### YOUR OBJECTIVE
Only a number is expected: how many lines in these records mention the word "crate"?

### INPUT FOR THIS TASK
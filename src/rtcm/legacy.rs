//! Legacy RTK observation messages: 1001 to 1004 (GPS)
//! and 1009 to 1012 (GLONASS).
use gnss::prelude::Constellation;

use crate::{
    rtcm::{
        Error,
        bits::BitWriter,
        check_glonass_channel,
        ephemeris::{ConstellationTime, Ephemerides},
        fields::{
            PRUNIT_GLO, PRUNIT_GPS, cp_pr, legacy_cnr, put_signed_or_invalid,
            smoothing_interval_code,
        },
        frame::{Frame, build_message},
        lock::{LockTimeTable, lock_time_indicator},
        observation::{Observation, ObservationSettings, Observations, Signal, select},
    },
    utils::glonass_day_time_ms,
};

/// Content of a legacy observation message
#[derive(Debug, Clone, Copy, PartialEq, Eq, Hash)]
pub enum RtkContent {
    /// L1-only observables (1001, 1009)
    L1,
    /// Extended L1-only observables (1002, 1010)
    ExtendedL1,
    /// L1 and L2 observables (1003, 1011)
    L1L2,
    /// Extended L1 and L2 observables (1004, 1012)
    ExtendedL1L2,
}

impl RtkContent {
    pub fn has_l2(&self) -> bool {
        matches!(self, Self::L1L2 | Self::ExtendedL1L2)
    }

    pub fn is_extended(&self) -> bool {
        matches!(self, Self::ExtendedL1 | Self::ExtendedL1L2)
    }

    /// Message number for this [Constellation]
    pub fn message_number(&self, constellation: Constellation) -> Result<u16, Error> {
        let offset = match self {
            Self::L1 => 1,
            Self::ExtendedL1 => 2,
            Self::L1L2 => 3,
            Self::ExtendedL1L2 => 4,
        };
        match constellation {
            Constellation::GPS => Ok(1000 + offset),
            Constellation::Glonass => Ok(1008 + offset),
            other => Err(Error::UnsupportedConstellation(other)),
        }
    }
}

/// Per constellation layout of the satellite block
struct Layout {
    l1: Signal,
    l2: Signal,
    prunit: f64,
    /// DF011 / DF041
    pr_bits: usize,
    /// DF014 / DF044
    amb_bits: usize,
}

const GPS_LAYOUT: Layout = Layout {
    l1: Signal::GpsL1CA,
    l2: Signal::GpsL2C,
    prunit: PRUNIT_GPS,
    pr_bits: 24,
    amb_bits: 8,
};

const GLONASS_LAYOUT: Layout = Layout {
    l1: Signal::GlonassL1CA,
    l2: Signal::GlonassL2CA,
    prunit: PRUNIT_GLO,
    pr_bits: 25,
    amb_bits: 7,
};

/// Builds one of 1001-1004 (GPS) or 1009-1012 (GLONASS).
///
/// Every satellite tracked on L1 is reported, sorted by ascending PRN.
/// Missing measurements are flagged with the invalid sentinel of their
/// Data Field. GPS requires the LNAV ephemeris (time reference),
/// GLONASS requires the GLONASS ephemeris.
pub fn build_rtk_observables(
    lock: &mut LockTimeTable,
    content: RtkContent,
    constellation: Constellation,
    ephemerides: &Ephemerides,
    obs_time: f64,
    observations: &Observations,
    settings: &ObservationSettings,
) -> Result<Frame, Error> {
    let msg = content.message_number(constellation)?;
    settings.validate()?;

    let layout = if constellation == Constellation::Glonass {
        &GLONASS_LAYOUT
    } else {
        &GPS_LAYOUT
    };

    let l1 = select(observations, |obs| {
        obs.sv.constellation == constellation && obs.signal == layout.l1
    });

    let l2 = if content.has_l2() {
        select(observations, |obs| {
            obs.sv.constellation == constellation && obs.signal == layout.l2
        })
    } else {
        Vec::new()
    };

    if l1.is_empty() {
        return Err(Error::NoSatellites);
    }
    if l1.len() > 31 {
        return Err(Error::FieldOverflow {
            field: "satellite count",
            value: l1.len() as i64,
            bits: 5,
        });
    }

    let mut w = BitWriter::with_capacity(64 + l1.len() * 125);
    w.put_unsigned(12, msg as u64);
    w.put_unsigned(12, settings.station_id as u64);

    if constellation == Constellation::Glonass {
        let eph = ephemerides.glonass.ok_or(Error::MissingEphemeris("GLONASS"))?;
        let (_, tod_ms) = glonass_day_time_ms(eph.observation_epoch(obs_time));
        w.put_unsigned(27, tod_ms as u64);
    } else {
        w.put_unsigned(30, gps_tow_ms(obs_time));
    }

    w.put_bool(settings.more_messages);
    w.put_unsigned(5, l1.len() as u64);
    w.put_bool(settings.divergence_free);
    w.put_unsigned(3, smoothing_interval_code(settings.smoothing_interval_s) as u64);

    for obs in l1 {
        let l2 = l2.iter().find(|l2| l2.sv == obs.sv).copied();

        if constellation == Constellation::Glonass {
            let eph = ephemerides.glonass.ok_or(Error::MissingEphemeris("GLONASS"))?;
            let k = glonass_channel(obs, ephemerides)?;

            let l1_lock = lock.lock_time(eph, obs_time, obs);
            let l2_lock = l2.map(|l2| lock.lock_time(eph, obs_time, l2));

            write_satellite(&mut w, layout, content, obs, l2, k, l1_lock, l2_lock);
        } else {
            let eph = ephemerides.gps.ok_or(Error::MissingEphemeris("GPS"))?;
            let l1_lock = lock.lock_time(eph, obs_time, obs);
            let l2_lock = match (l2, ephemerides.gps_cnav) {
                (Some(l2), Some(cnav)) => Some(lock.lock_time(cnav, obs_time, l2)),
                (Some(l2), None) => Some(lock.lock_time(eph, obs_time, l2)),
                (None, _) => None,
            };

            write_satellite(&mut w, layout, content, obs, l2, 0, l1_lock, l2_lock);
        }
    }

    build_message(w)
}

/// GPS epoch time (DF004): milliseconds of week
pub(crate) fn gps_tow_ms(obs_time: f64) -> u64 {
    ((obs_time * 1000.0).round() as i64).rem_euclid(604_800_000) as u64
}

/// GLONASS frequency channel of this satellite: from the tracking
/// channel, or from the ephemeris broadcast by the same slot.
pub(crate) fn glonass_channel(obs: &Observation, ephemerides: &Ephemerides) -> Result<i8, Error> {
    if let Some(k) = obs.glonass_channel {
        return check_glonass_channel(k);
    }
    match ephemerides.glonass {
        Some(eph) if eph.slot == obs.sv.prn => check_glonass_channel(eph.frequency_channel),
        _ => Err(Error::EphemerisMismatch),
    }
}

#[allow(clippy::too_many_arguments)]
fn write_satellite(
    w: &mut BitWriter,
    layout: &Layout,
    content: RtkContent,
    l1: &Observation,
    l2: Option<&Observation>,
    k: i8,
    l1_lock: u32,
    l2_lock: Option<u32>,
) {
    let glonass = l1.sv.constellation == Constellation::Glonass;
    let lambda1 = l1.signal.wavelength_m(k);

    // L1 pseudo range, split into ambiguity and modulo part
    let (amb, pr1) = if l1.valid_pseudorange && l1.pseudorange_m > 0.0 {
        let amb = (l1.pseudorange_m / layout.prunit).floor();
        let pr1 = ((l1.pseudorange_m - amb * layout.prunit) / 0.02).round();
        (amb as u64, Some(pr1 as u64))
    } else {
        (0, None)
    };

    // pseudo range as received by the decoder
    let pr1c = pr1.map(|pr1| pr1 as f64 * 0.02 + amb as f64 * layout.prunit);

    let ppr1 = match pr1c {
        Some(pr1c) if l1.valid_phase => {
            let ppr = cp_pr(l1.carrier_phase_cycles, pr1c / lambda1);
            Some((ppr * lambda1 / 0.0005).round() as i64)
        },
        _ => None,
    };

    w.put_unsigned(6, l1.sv.prn as u64);
    w.put_unsigned(1, 0); // C/A code
    if glonass {
        w.put_unsigned(5, (k + 7) as u64);
    }
    w.put_unsigned(layout.pr_bits, pr1.unwrap_or(0));
    put_signed_or_invalid(w, 20, ppr1);
    w.put_unsigned(7, lock_time_indicator(l1_lock) as u64);

    if content.is_extended() {
        w.put_unsigned(layout.amb_bits, amb);
        w.put_unsigned(8, legacy_cnr(l1.cn0_dbhz));
    }

    if !content.has_l2() {
        return;
    }

    let (pr21, ppr2) = match (l2, pr1c) {
        (Some(l2), Some(pr1c)) => {
            let lambda2 = l2.signal.wavelength_m(k);
            let pr21 = if l2.valid_pseudorange && (l2.pseudorange_m - pr1c).abs() <= 163.82 {
                Some(((l2.pseudorange_m - pr1c) / 0.02).round() as i64)
            } else {
                None
            };
            let ppr2 = if l2.valid_phase {
                let ppr = cp_pr(l2.carrier_phase_cycles, pr1c / lambda2);
                Some((ppr * lambda2 / 0.0005).round() as i64)
            } else {
                None
            };
            (pr21, ppr2)
        },
        _ => (None, None),
    };

    w.put_unsigned(2, 0); // C/A or L2C code
    put_signed_or_invalid(w, 14, pr21);
    put_signed_or_invalid(w, 20, ppr2);
    w.put_unsigned(7, lock_time_indicator(l2_lock.unwrap_or(0)) as u64);

    if content.is_extended() {
        w.put_unsigned(8, l2.map(|l2| legacy_cnr(l2.cn0_dbhz)).unwrap_or(0));
    }
}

### SOLUTION
3